• WHAT TO DO
Go through the entries one line at a time, and gather every line that has the word "trim".

★ ★ ★ ★

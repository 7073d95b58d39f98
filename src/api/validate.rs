//! Field checks run before any cache or network access.
//!
//! Rules operate on the serialized JSON body, so typed payloads and raw [`Value`] bodies are
//! held to the same constraints. Lengths are counted in characters.

// self
use crate::{_prelude::*, error::ValidationError};

type Fields = serde_json::Map<String, Value>;

const DELIVERY_TYPES: [i64; 2] = [48, 12];
const ITEM_TYPES: [i64; 2] = [1, 2];
const DELIVERY_TYPE_MESSAGE: &str = "delivery_type must be 48 (Normal) or 12 (On Demand)";
const ITEM_TYPE_MESSAGE: &str = "item_type must be 1 (Document) or 2 (Parcel)";
const ITEM_WEIGHT_MESSAGE: &str = "item_weight must be between 0.5 and 10 kg";

/// Checks an order body.
pub fn order(body: &Value) -> Result<(), ValidationError> {
	let fields = object(body)?;

	require(
		fields,
		&[
			"store_id",
			"recipient_name",
			"recipient_phone",
			"recipient_address",
			"delivery_type",
			"item_type",
			"item_quantity",
			"item_weight",
			"amount_to_collect",
		],
	)?;
	text_length(
		fields,
		"recipient_name",
		3..=100,
		"recipient_name must be between 3 and 100 characters",
	)?;
	phone(fields, "recipient_phone", "recipient_phone must be exactly 11 characters")?;
	text_length(
		fields,
		"recipient_address",
		10..=220,
		"recipient_address must be between 10 and 220 characters",
	)?;
	item_weight(fields)?;
	one_of(fields, "delivery_type", &DELIVERY_TYPES, DELIVERY_TYPE_MESSAGE)?;
	one_of(fields, "item_type", &ITEM_TYPES, ITEM_TYPE_MESSAGE)
}

/// Checks a store body.
pub fn store(body: &Value) -> Result<(), ValidationError> {
	let fields = object(body)?;

	require(
		fields,
		&["name", "contact_name", "contact_number", "address", "city_id", "zone_id", "area_id"],
	)?;
	text_length(fields, "name", 3..=50, "Store name must be between 3 and 50 characters")?;
	text_length(fields, "contact_name", 3..=50, "Contact name must be between 3 and 50 characters")?;
	phone(fields, "contact_number", "Contact number must be exactly 11 characters")?;
	text_length(fields, "address", 15..=120, "Address must be between 15 and 120 characters")
}

/// Checks a price-plan body (after the default store has been filled in).
pub fn price(body: &Value) -> Result<(), ValidationError> {
	let fields = object(body)?;

	require(
		fields,
		&["store_id", "item_type", "delivery_type", "item_weight", "recipient_city", "recipient_zone"],
	)?;
	item_weight(fields)?;
	one_of(fields, "delivery_type", &DELIVERY_TYPES, DELIVERY_TYPE_MESSAGE)?;
	one_of(fields, "item_type", &ITEM_TYPES, ITEM_TYPE_MESSAGE)
}

/// Checks that a consignment id can be embedded as one path segment.
pub fn consignment_id(id: &str) -> Result<(), ValidationError> {
	if id.trim().is_empty() {
		return Err(ValidationError::MissingField { field: "consignment_id" });
	}
	if id.contains(['/', '?', '#']) {
		return Err(ValidationError::invalid(
			"consignment_id",
			"consignment_id must not contain '/', '?' or '#'",
		));
	}

	Ok(())
}

pub(crate) fn object(body: &Value) -> Result<&Fields, ValidationError> {
	body.as_object()
		.ok_or_else(|| ValidationError::invalid("body", "Request body must be a JSON object"))
}

fn require(fields: &Fields, names: &[&'static str]) -> Result<(), ValidationError> {
	match names.iter().find(|name| fields.get(**name).is_none_or(Value::is_null)) {
		Some(field) => Err(ValidationError::MissingField { field: *field }),
		None => Ok(()),
	}
}

fn text_length(
	fields: &Fields,
	field: &'static str,
	range: std::ops::RangeInclusive<usize>,
	message: &str,
) -> Result<(), ValidationError> {
	let length = fields.get(field).map(|v| as_text(v).chars().count()).unwrap_or(0);

	if range.contains(&length) { Ok(()) } else { Err(ValidationError::invalid(field, message)) }
}

fn phone(fields: &Fields, field: &'static str, message: &str) -> Result<(), ValidationError> {
	let digits = fields
		.get(field)
		.map(|v| as_text(v).chars().filter(char::is_ascii_digit).count())
		.unwrap_or(0);

	if digits == 11 { Ok(()) } else { Err(ValidationError::invalid(field, message)) }
}

fn item_weight(fields: &Fields) -> Result<(), ValidationError> {
	let weight = fields.get("item_weight").and_then(as_number).unwrap_or(0.);

	if (0.5..=10.).contains(&weight) {
		Ok(())
	} else {
		Err(ValidationError::invalid("item_weight", ITEM_WEIGHT_MESSAGE))
	}
}

fn one_of(
	fields: &Fields,
	field: &'static str,
	allowed: &[i64],
	message: &str,
) -> Result<(), ValidationError> {
	let matches = fields
		.get(field)
		.and_then(as_number)
		.is_some_and(|n| allowed.iter().any(|a| *a as f64 == n));

	if matches { Ok(()) } else { Err(ValidationError::invalid(field, message)) }
}

fn as_text(value: &Value) -> String {
	match value {
		Value::String(s) => s.clone(),
		Value::Null => String::new(),
		other => other.to_string(),
	}
}

fn as_number(value: &Value) -> Option<f64> {
	match value {
		Value::Number(n) => n.as_f64(),
		Value::String(s) => s.trim().parse().ok(),
		_ => None,
	}
}

#[cfg(test)]
mod tests {
	// crates.io
	use serde_json::json;
	// self
	use super::*;

	fn valid_order() -> Value {
		json!({
			"store_id": 149,
			"recipient_name": "Rahim Uddin",
			"recipient_phone": "017-1234-5678",
			"recipient_address": "House 12, Road 5, Dhanmondi, Dhaka",
			"delivery_type": 48,
			"item_type": 2,
			"item_quantity": 1,
			"item_weight": 0.5,
			"amount_to_collect": 900
		})
	}

	fn with(mut body: Value, field: &str, value: Value) -> Value {
		body[field] = value;

		body
	}

	#[test]
	fn valid_order_passes() {
		order(&valid_order()).expect("Fixture order should validate.");
	}

	#[test]
	fn missing_fields_are_named() {
		let mut body = valid_order();

		if let Some(fields) = body.as_object_mut() {
			fields.remove("item_quantity");
		}

		let err = order(&body).expect_err("Missing item_quantity must fail.");

		assert_eq!(err.to_string(), "Required field 'item_quantity' is missing");

		let err = order(&with(valid_order(), "store_id", Value::Null))
			.expect_err("Null store_id counts as missing.");

		assert_eq!(err.field(), "store_id");
	}

	#[test]
	fn phone_counts_digits_only() {
		let err = order(&with(valid_order(), "recipient_phone", json!("0171234567")))
			.expect_err("Ten digits must fail.");

		assert_eq!(err.to_string(), "recipient_phone must be exactly 11 characters");

		order(&with(valid_order(), "recipient_phone", json!("+8801712345678")))
			.expect_err("Thirteen digits must fail.");
		order(&with(valid_order(), "recipient_phone", json!("(017) 1234 5678")))
			.expect("Formatting characters are ignored.");
	}

	#[test]
	fn weight_bounds_are_inclusive() {
		order(&with(valid_order(), "item_weight", json!(10))).expect("10 kg is allowed.");
		order(&with(valid_order(), "item_weight", json!("2.5"))).expect("Numeric strings are allowed.");

		for weight in [json!(0.49), json!(10.01), json!("heavy")] {
			let err = order(&with(valid_order(), "item_weight", weight))
				.expect_err("Out-of-range weights must fail.");

			assert_eq!(err.to_string(), ITEM_WEIGHT_MESSAGE);
		}
	}

	#[test]
	fn enumerated_types_are_checked() {
		let err = order(&with(valid_order(), "delivery_type", json!(24)))
			.expect_err("Unknown delivery_type must fail.");

		assert_eq!(err.to_string(), DELIVERY_TYPE_MESSAGE);

		order(&with(valid_order(), "delivery_type", json!("12"))).expect("Numeric strings match.");

		let err = order(&with(valid_order(), "item_type", json!(3)))
			.expect_err("Unknown item_type must fail.");

		assert_eq!(err.to_string(), ITEM_TYPE_MESSAGE);
	}

	#[test]
	fn lengths_count_characters() {
		order(&with(valid_order(), "recipient_name", json!("রহিম"))).expect("Four characters pass.");

		let err = order(&with(valid_order(), "recipient_address", json!("Dhaka")))
			.expect_err("Short addresses must fail.");

		assert_eq!(err.field(), "recipient_address");
	}

	#[test]
	fn store_rules_apply() {
		let body = json!({
			"name": "Main Store",
			"contact_name": "Karim",
			"contact_number": "01712345678",
			"address": "Plot 7, Gulshan Avenue, Dhaka",
			"city_id": 1,
			"zone_id": 2,
			"area_id": 3
		});

		store(&body).expect("Fixture store should validate.");

		let err = store(&with(body.clone(), "address", json!("Too short")))
			.expect_err("Short store address must fail.");

		assert_eq!(err.to_string(), "Address must be between 15 and 120 characters");

		let err = store(&with(body, "area_id", Value::Null)).expect_err("area_id is required.");

		assert_eq!(err.to_string(), "Required field 'area_id' is missing");
	}

	#[test]
	fn price_requires_store_and_destination() {
		let body = json!({
			"item_type": 2,
			"delivery_type": 48,
			"item_weight": 1,
			"recipient_city": 1,
			"recipient_zone": 2
		});
		let err = price(&body).expect_err("Price query without a store must fail.");

		assert_eq!(err.to_string(), "Required field 'store_id' is missing");

		price(&with(body, "store_id", json!(149))).expect("Complete price query should validate.");
	}

	#[test]
	fn consignment_ids_must_be_single_segments() {
		consignment_id("DL121224VS8TTJ").expect("Plain ids pass.");

		assert!(matches!(consignment_id(""), Err(ValidationError::MissingField { .. })));
		assert!(consignment_id("../stores").is_err());
		assert!(consignment_id("abc?x=1").is_err());
		assert!(consignment_id("abc#frag").is_err());
	}

	#[test]
	fn non_object_bodies_are_rejected() {
		let err = order(&json!([1, 2])).expect_err("Arrays are not order bodies.");

		assert_eq!(err.field(), "body");
	}
}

★ ★ ★ ★

• RESULT
	if id.trim().is_empty() {
		Value::String(s) => s.trim().parse().ok(),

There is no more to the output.